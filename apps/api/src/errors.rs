use axum::{
    http::StatusCode,
    response::{IntoResponse, Response},
    Json,
};
use serde_json::{json, Value};
use thiserror::Error;

use crate::analysis::errors::{AnalysisError, EvaluationFailure, Stage};

/// Application-level error type.
/// Implements `IntoResponse` so Axum handlers can return `Result<T, AppError>`.
#[derive(Debug, Error)]
pub enum AppError {
    #[error("Validation error: {0}")]
    Validation(String),

    #[error(transparent)]
    Analysis(#[from] AnalysisError),

    #[error(transparent)]
    Evaluation(#[from] EvaluationFailure),
}

/// Status and machine-readable code for an engine error.
pub fn classify(error: &AnalysisError) -> (StatusCode, &'static str) {
    match error {
        AnalysisError::Normalization { .. } => {
            (StatusCode::UNPROCESSABLE_ENTITY, "NORMALIZATION_ERROR")
        }
        AnalysisError::InvalidRequirementSet => {
            (StatusCode::UNPROCESSABLE_ENTITY, "INVALID_REQUIREMENT_SET")
        }
        AnalysisError::Cancelled => (StatusCode::SERVICE_UNAVAILABLE, "CANCELLED"),
        AnalysisError::ProviderUnavailable(_) => {
            (StatusCode::INTERNAL_SERVER_ERROR, "PROVIDER_UNAVAILABLE")
        }
    }
}

/// Error body shared by single and batch responses.
pub fn error_body(code: &str, message: String, stage: Option<Stage>) -> Value {
    let mut error = json!({
        "code": code,
        "message": message,
    });
    if let Some(stage) = stage {
        error["stage"] = json!(stage);
    }
    json!({ "error": error })
}

impl IntoResponse for AppError {
    fn into_response(self) -> Response {
        let (status, code, message, stage) = match &self {
            AppError::Validation(msg) => {
                (StatusCode::BAD_REQUEST, "VALIDATION_ERROR", msg.clone(), None)
            }
            AppError::Analysis(e) => {
                let (status, code) = classify(e);
                (status, code, e.to_string(), None)
            }
            AppError::Evaluation(failure) => {
                let (status, code) = classify(&failure.error);
                if status.is_server_error() {
                    tracing::error!("Evaluation error: {failure}");
                }
                (status, code, failure.to_string(), Some(failure.stage))
            }
        };

        (status, Json(error_body(code, message, stage))).into_response()
    }
}
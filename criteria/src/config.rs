//! Configuration for the criteria parser.
//!
//! Config file resolution order:
//! 1. Explicit path passed to `ParserConfig::load_from()`
//! 2. CDS_CRITERIA_CONFIG environment variable
//! 3. `criteria.toml` in the platform config directory
//! 4. Built-in defaults

use std::path::{Path, PathBuf};

use directories::ProjectDirs;
use serde::{Deserialize, Serialize};

use crate::{Error, Result};

/// Environment variable naming an explicit config file.
pub const CONFIG_PATH_VAR: &str = "CDS_CRITERIA_CONFIG";

/// Parser limits.
#[derive(Debug, Clone, PartialEq, Eq, Serialize, Deserialize)]
pub struct ParserConfig {
    /// Deepest parenthesis nesting accepted before the query is rejected.
    #[serde(default = "default_max_nesting_depth")]
    pub max_nesting_depth: usize,

    /// Most relational expressions one query may combine with `and`/`or`.
    ///
    /// Junction chains become trees as deep as they are long, so this also
    /// bounds the recursion of anything walking a parsed query.
    #[serde(default = "default_max_terms")]
    pub max_terms: usize,
}

fn default_max_nesting_depth() -> usize {
    64
}

fn default_max_terms() -> usize {
    1024
}

impl Default for ParserConfig {
    fn default() -> Self {
        Self {
            max_nesting_depth: default_max_nesting_depth(),
            max_terms: default_max_terms(),
        }
    }
}

impl ParserConfig {
    /// Create a config with the given nesting limit.
    pub fn with_max_nesting_depth(max_nesting_depth: usize) -> Self {
        Self {
            max_nesting_depth,
            ..Self::default()
        }
    }

    /// Create a config with the given limit on combined expressions.
    pub fn with_max_terms(max_terms: usize) -> Self {
        Self {
            max_terms,
            ..Self::default()
        }
    }

    /// Load config using the standard resolution order.
    pub fn load() -> Result<Self> {
        match resolve_config_path() {
            Some(path) => Self::load_from(&path),
            None => Ok(Self::default()),
        }
    }

    /// Load config from a specific file, or defaults if it does not exist.
    pub fn load_from(path: &Path) -> Result<Self> {
        if !path.exists() {
            log::debug!("no parser config at {}, using defaults", path.display());
            return Ok(Self::default());
        }

        let contents = std::fs::read_to_string(path)?;
        let config: ParserConfig = toml::from_str(&contents).map_err(|e| {
            log::warn!("unusable parser config at {}: {}", path.display(), e);
            Error::Config(format!("Failed to parse config: {}", e))
        })?;
        Ok(config)
    }

    /// Save config to a specific file.
    pub fn save_to(&self, path: &Path) -> Result<()> {
        let contents = toml::to_string_pretty(self)
            .map_err(|e| Error::Config(format!("Failed to serialize config: {}", e)))?;
        std::fs::write(path, contents)?;
        Ok(())
    }
}

/// Resolve the config file path using the standard resolution order.
fn resolve_config_path() -> Option<PathBuf> {
    if let Ok(path) = std::env::var(CONFIG_PATH_VAR) {
        return Some(PathBuf::from(path));
    }

    ProjectDirs::from("", "", "cds-criteria").map(|dirs| dirs.config_dir().join("criteria.toml"))
}

#[cfg(test)]
mod tests {
    use super::*;
    use tempfile::TempDir;

    #[test]
    fn test_default_config() {
        let config = ParserConfig::default();
        assert_eq!(config.max_nesting_depth, 64);
        assert_eq!(config.max_terms, 1024);
    }

    #[test]
    fn test_missing_file_uses_defaults() {
        let tmp = TempDir::new().unwrap();
        let config = ParserConfig::load_from(&tmp.path().join("criteria.toml")).unwrap();
        assert_eq!(config, ParserConfig::default());
    }

    #[test]
    fn test_config_save_load() {
        let tmp = TempDir::new().unwrap();
        let path = tmp.path().join("criteria.toml");

        let config = ParserConfig::with_max_nesting_depth(8);
        config.save_to(&path).unwrap();

        let loaded = ParserConfig::load_from(&path).unwrap();
        assert_eq!(loaded, config);
    }

    #[test]
    fn test_empty_file_uses_field_defaults() {
        let tmp = TempDir::new().unwrap();
        let path = tmp.path().join("criteria.toml");
        std::fs::write(&path, "").unwrap();

        let loaded = ParserConfig::load_from(&path).unwrap();
        assert_eq!(loaded, ParserConfig::default());
    }

    #[test]
    fn test_partial_file_keeps_other_defaults() {
        let tmp = TempDir::new().unwrap();
        let path = tmp.path().join("criteria.toml");
        std::fs::write(&path, "max_terms = 16").unwrap();

        let loaded = ParserConfig::load_from(&path).unwrap();
        assert_eq!(loaded.max_terms, 16);
        assert_eq!(loaded.max_nesting_depth, 64);
    }

    // The only test touching the process environment.
    #[test]
    fn test_load_resolves_env_var_then_config_dir() {
        let tmp = TempDir::new().unwrap();
        let path = tmp.path().join("custom.toml");
        std::fs::write(&path, "max_nesting_depth = 3\nmax_terms = 5\n").unwrap();

        std::env::set_var(CONFIG_PATH_VAR, &path);
        assert_eq!(resolve_config_path(), Some(path.clone()));
        let loaded = ParserConfig::load();
        std::env::remove_var(CONFIG_PATH_VAR);

        let loaded = loaded.unwrap();
        assert_eq!(loaded.max_nesting_depth, 3);
        assert_eq!(loaded.max_terms, 5);

        if let Some(fallback) = resolve_config_path() {
            assert!(fallback.ends_with("criteria.toml"));
            assert_ne!(fallback, path);
        }
    }

    #[test]
    fn test_malformed_file_is_config_error() {
        let tmp = TempDir::new().unwrap();
        let path = tmp.path().join("criteria.toml");
        std::fs::write(&path, "max_nesting_depth = \"deep\"").unwrap();

        let err = ParserConfig::load_from(&path).unwrap_err();
        assert!(matches!(err, Error::Config(_)));
    }
}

________________________________________

Scan the material above for the word "fallback", and copy every line in which it is found.

        if let Some(fallback) = resolve_config_path() {
            assert!(fallback.ends_with("criteria.toml"));
            assert_ne!(fallback, path);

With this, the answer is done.